Montmartre se presenta a mis pies con un sol radiante y una promesa de que cada peldaño subido merecerá la pena. Lo único que se añora en el paisaje es el Mediterráneo, que parece asomar la cabeza en cada plaza y esconderse avergonzado de no bañar los sueños capitales de los parisinos. Dicen que el Mediterráneo anda raro con su querida Europa, dicen que la quiere abandonar, que la vieja se ha vendido a la más burda de las mentiras y que él todavía quiere ser bohemio rico en París, dicen que un día va a subirse a Montmatre a reventar.
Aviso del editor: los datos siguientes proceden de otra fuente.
use crate::embeddings::EmbeddingModel;
use crate::error::{Result, VectorStoreError};
use crate::flat_index::FlatL2Index;
use crate::types::{ChunkMetadata, FileContent, IndexedChunk, RetrievedChunk};
use patchwise_code_chunker::{language_tag, Chunker};
use serde::{Deserialize, Serialize};
use std::path::{Path, PathBuf};

const SCHEMA_VERSION: u32 = 1;

pub const DEFAULT_TOP_K: usize = 5;

#[derive(Serialize, Deserialize)]
struct PersistedIndex {
    schema_version: u32,
    dimension: usize,
    model_id: String,
    vectors: Vec<Vec<f32>>,
    chunks: Vec<IndexedChunk>,
}

/// Persistent semantic index over code chunks.
///
/// Slot `i` of the vector index always corresponds to `chunks[i]`; every
/// mutation rewrites the whole blob at `path` before returning.
pub struct TextIndex {
    embedder: EmbeddingModel,
    chunker: Chunker,
    index: FlatL2Index,
    chunks: Vec<IndexedChunk>,
    path: PathBuf,
}

impl TextIndex {
    /// Open the index stored at `path`.
    ///
    /// A missing or unreadable blob starts an empty index, and so does a blob
    /// written with a different vector dimension.
    pub async fn open(
        path: impl AsRef<Path>,
        embedder: EmbeddingModel,
        chunker: Chunker,
    ) -> Result<Self> {
        let path = path.as_ref().to_path_buf();
        let dimension = embedder.dimension();
        let mut this = Self {
            embedder,
            chunker,
            index: FlatL2Index::new(dimension),
            chunks: Vec::new(),
            path,
        };

        match this.load().await {
            Ok(Some(persisted)) if persisted.dimension != dimension => {
                log::warn!(
                    "Ignoring index at {}: built with dimension {}, embedder has {dimension}",
                    this.path.display(),
                    persisted.dimension
                );
            }
            Ok(Some(persisted)) => {
                if persisted.model_id != this.embedder.model_id() {
                    log::warn!(
                        "Index at {} was built with '{}', now embedding with '{}'",
                        this.path.display(),
                        persisted.model_id,
                        this.embedder.model_id()
                    );
                }
                this.index = FlatL2Index::from_vectors(dimension, persisted.vectors)?;
                this.chunks = persisted.chunks;
                log::info!(
                    "Loaded index with {} chunks from {}",
                    this.chunks.len(),
                    this.path.display()
                );
            }
            Ok(None) => {
                log::debug!("No index at {}, starting empty", this.path.display());
            }
            Err(e) => {
                log::warn!(
                    "Ignoring unreadable index at {}: {e}",
                    this.path.display()
                );
            }
        }

        Ok(this)
    }

    async fn load(&self) -> Result<Option<PersistedIndex>> {
        let data = match tokio::fs::read_to_string(&self.path).await {
            Ok(data) => data,
            Err(e) if e.kind() == std::io::ErrorKind::NotFound => return Ok(None),
            Err(e) => return Err(e.into()),
        };
        let persisted: PersistedIndex = serde_json::from_str(&data)?;
        if persisted.schema_version != SCHEMA_VERSION {
            return Err(VectorStoreError::EmbeddingError(format!(
                "unsupported index schema_version {}",
                persisted.schema_version
            )));
        }
        if persisted.vectors.len() != persisted.chunks.len() {
            return Err(VectorStoreError::EmbeddingError(format!(
                "index holds {} vectors but {} chunks",
                persisted.vectors.len(),
                persisted.chunks.len()
            )));
        }
        Ok(Some(persisted))
    }

    async fn save(&self) -> Result<()> {
        let persisted = PersistedIndex {
            schema_version: SCHEMA_VERSION,
            dimension: self.index.dimension(),
            model_id: self.embedder.model_id().to_string(),
            vectors: self.index.vectors().to_vec(),
            chunks: self.chunks.clone(),
        };
        let bytes = serde_json::to_vec(&persisted)?;

        if let Some(parent) = self.path.parent().filter(|p| !p.as_os_str().is_empty()) {
            tokio::fs::create_dir_all(parent).await?;
        }
        let file_name = self
            .path
            .file_name()
            .and_then(|s| s.to_str())
            .unwrap_or("index");
        let tmp = self
            .path
            .with_file_name(format!(".{file_name}.tmp-{}", std::process::id()));
        tokio::fs::write(&tmp, &bytes).await?;
        tokio::fs::rename(&tmp, &self.path).await?;

        log::debug!(
            "Persisted {} chunks to {}",
            self.chunks.len(),
            self.path.display()
        );
        Ok(())
    }

    /// Chunk, embed and append `files`, then persist.
    ///
    /// Returns the number of chunks added.
    pub async fn embed(&mut self, files: &[FileContent]) -> Result<usize> {
        let mut pending = Vec::new();
        for file in files {
            let language = language_tag(&file.filename);
            let windows = self.chunker.split(&file.content, &language)?;
            log::debug!("{}: {} chunks ({language})", file.filename, windows.len());
            pending.extend(windows.into_iter().enumerate().map(|(ordinal, text)| {
                IndexedChunk {
                    text,
                    metadata: ChunkMetadata {
                        source_file: file.filename.clone(),
                        ordinal,
                        approx_start_line: self.chunker.approx_start_line(ordinal),
                        language: language.clone(),
                    },
                }
            }));
        }

        if pending.is_empty() {
            return Err(VectorStoreError::EmptyInput);
        }

        let texts: Vec<&str> = pending.iter().map(|c| c.text.as_str()).collect();
        let vectors = self.embedder.embed_batch(texts).await?;
        if vectors.len() != pending.len() {
            return Err(VectorStoreError::EmbeddingError(format!(
                "expected {} embeddings, got {}",
                pending.len(),
                vectors.len()
            )));
        }

        // Validate every vector before touching the index so a bad batch leaves it intact.
        let dimension = self.index.dimension();
        if let Some(bad) = vectors.iter().find(|v| v.len() != dimension) {
            return Err(VectorStoreError::InvalidDimension {
                expected: dimension,
                actual: bad.len(),
            });
        }

        let added = pending.len();
        for (chunk, vector) in pending.into_iter().zip(vectors) {
            self.index.add(vector)?;
            self.chunks.push(chunk);
        }

        self.save().await?;
        log::info!(
            "Embedded {added} chunks from {} files (total {})",
            files.len(),
            self.chunks.len()
        );
        Ok(added)
    }

    /// Up to `k` chunks nearest to `query`, best first
    pub async fn retrieve(&self, query: &str, k: usize) -> Result<Vec<RetrievedChunk>> {
        if self.index.is_empty() {
            return Err(VectorStoreError::IndexNotReady);
        }

        let query_vector = self.embedder.embed(query).await?;
        let neighbors = self.index.search(&query_vector, k)?;

        let mut results = Vec::with_capacity(neighbors.len());
        for (slot, distance) in neighbors {
            let Some(chunk) = self.chunks.get(slot) else {
                log::warn!("Skipping neighbor {slot}: outside chunk range {}", self.chunks.len());
                continue;
            };
            results.push(RetrievedChunk {
                chunk_text: chunk.text.clone(),
                metadata: chunk.metadata.clone(),
                similarity_score: 1.0 / (1.0 + distance),
            });
        }

        if results.is_empty() {
            return Err(VectorStoreError::NoResults);
        }
        log::debug!("Retrieved {} chunks for query", results.len());
        Ok(results)
    }

    /// Drop every chunk and persist the empty index
    pub async fn clear(&mut self) -> Result<()> {
        let had = self.chunks.len();
        self.index.clear();
        self.chunks.clear();
        self.save().await?;
        if had > 0 {
            log::info!("Cleared {had} chunks from {}", self.path.display());
        }
        Ok(())
    }

    pub fn len(&self) -> usize {
        self.chunks.len()
    }

    pub fn is_empty(&self) -> bool {
        self.chunks.is_empty()
    }

    pub const fn dimension(&self) -> usize {
        self.index.dimension()
    }

    pub fn path(&self) -> &Path {
        &self.path
    }

    pub fn chunks(&self) -> &[IndexedChunk] {
        &self.chunks
    }
}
La plaza du Tertre también huele a dinero y debemos alargar los cafés para cerrar el agujero provocado en el bolsillo. Pintores de primera y de segunda ofrecen sus lápices al mejor postor; cada trazo dibujado en París vale un pastón, todos nos afanamos en inmortalizar recuerdos pues pronto se nos acabará el dinero y nos mandarán a casa. Pero este sol vale un millón, y la compañía más. Mi piel respira la belleza del mundo y las farolas comienzan a iluminar los puentes del Sena.
Estudiantes recién salidos del instituto escupen naderías en francés conocedores de su condición superior de parisinos. Yo los observo como el pueblerino recién llegado a la capital, boquiabierto a cada paso y anonado con la sensualidad de los sonidos, de las ropas, de las facciones. Las narices afiladas de los franceses se nutren de exhibicionismo, de derroche fatuo y delicioso. Sus gestos son tan caros como las gotas de champagne.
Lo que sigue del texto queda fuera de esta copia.